El ex –soldado queda atrapado en una tierra de nadie, entre el triunfalismo chovinista y el repudio radical del “progresismo”. Ante ello resulta oportuno que la autora rescate una idea de Todorov, para quien solamente el retorno al relato trágico puede evadir el “limbo mnémico“, en el que desde el psicoanálisis reconocemos la condición de lo traumático, de lo que no puede acceder a la rememoración. La historia basada en datos, fechas, cálculos, todos ellos ordenados desde una interpretación ideológica de cualquier signo, deja por fuera lo esencialmente traumático de la experiencia de quien fue allí un soldado argentino. Para los isleños no habría conflicto, siendo que la tierra que es su hogar –discusión de soberanía aparte- fue invadida súbitamente por tropas de un país extraño regido por una dictadura. Los militares ingleses tampoco se hallaban en un desgarro ético, aunque algunos no acordasen con la medida del gobierno neoliberal de la Sra. Thatcher. La posición más difícil, más asaltada por las contradicciones, era sin duda la del soldado argentino. Por eso lo traumático es algo que permanece intocado por la ciencia de la política y la ciencia de la guerra. Sólo la poesía, sólo el mito, sólo la tragedia, pueden articular algo de lo inarticulable. Diremos entonces con Neruda:

¿Para qué sirven los versos si no es para esa noche
en que un puñal amargo nos averigua, para ese día,
para ese crepúsculo, para ese rincón roto
donde el golpeado corazón del hombre se dispone a morir?

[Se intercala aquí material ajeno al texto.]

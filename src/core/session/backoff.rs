use std::time::Duration;

use crate::config::SessionConfig;

/// Reconnection policy: exponential backoff with a cap and an attempt budget.
#[derive(Debug, Clone, PartialEq, Eq)]
pub struct BackoffPolicy {
    /// Maximum number of reconnection attempts before giving up.
    /// Set to 0 for unlimited attempts.
    pub max_attempts: u32,

    /// Delay before the first attempt (milliseconds).
    pub base_ms: u64,

    /// Maximum delay between attempts (milliseconds).
    pub cap_ms: u64,

    /// Whether to add jitter to the delay to prevent thundering herd.
    pub jitter: bool,
}

impl BackoffPolicy {
    pub fn from_config(config: &SessionConfig) -> Self {
        Self {
            max_attempts: config.max_reconnect_attempts,
            base_ms: config.backoff_base_ms,
            cap_ms: config.backoff_cap_ms,
            jitter: config.backoff_jitter,
        }
    }

    /// Delay before attempt number `attempt` (1-based).
    ///
    /// `base * 2^(attempt-1)`, capped. Jitter, when enabled, stays within the cap.
    pub fn delay_for(&self, attempt: u32) -> Duration {
        let exponent = attempt.saturating_sub(1);
        let factor = 1u64.checked_shl(exponent).unwrap_or(u64::MAX);
        let delay = self.base_ms.saturating_mul(factor).min(self.cap_ms);

        let delay = if self.jitter {
            // Up to 25% either way
            let range = delay as f64 * 0.25;
            let jittered = (delay as f64 + rand_jitter(range)).max(0.0) as u64;
            jittered.min(self.cap_ms)
        } else {
            delay
        };

        Duration::from_millis(delay)
    }

    /// Check if another attempt is allowed after `attempts` have been made.
    pub fn should_retry(&self, attempts: u32) -> bool {
        self.max_attempts == 0 || attempts < self.max_attempts
    }
}

impl Default for BackoffPolicy {
    fn default() -> Self {
        Self::from_config(&SessionConfig::default())
    }
}

/// Generate a pseudo-random jitter value using a simple LCG.
fn rand_jitter(range: f64) -> f64 {
    use std::time::SystemTime;
    let seed = SystemTime::now()
        .duration_since(SystemTime::UNIX_EPOCH)
        .unwrap_or_default()
        .as_nanos() as u64;
    let random = ((seed.wrapping_mul(1103515245).wrapping_add(12345)) % (1 << 31)) as f64;
    let normalized = random / (1u64 << 31) as f64;
    (normalized - 0.5) * 2.0 * range
}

be recordar que, como Wellington, todo auténtico soldado es quizás un guerrero aplicado a la manera de Jean Paulhan, de Ardjuna, en el Bhagavad Gita, o de Lord Nelson en Trafalgar. Alguien que cumple con lo que tiene que hacer sin por ello adherir fanáticamente a los ideales convocantes ni a la expectativa del resultado. Lacan vio en ello algo del fin del análisis. Pero acaso para llegar a ese fin sea necesario atravesar los senderos de la tragedia, que tal vez no siempre nos conducen a una representación fascinante y clausurada. Es lo que más rescato como psicoanalista del trabajo de esta investigadora, y es que la retórica de lo trágico, contra lo que suele creerse, aloja lo singular sin ahogarlo en la generalidad. Abre. No cierra. Brinda las herramientas con las que podemos hallar el mejor modo de decir lo que es imposible de decir.

* Tozzi, V., “Malvinas como disputa, Tragedia, autorepresentación y limbo mnémico en el encuentro con el pasado reciente”, en Pensar la democracia, imaginar la tansición (1976/2006).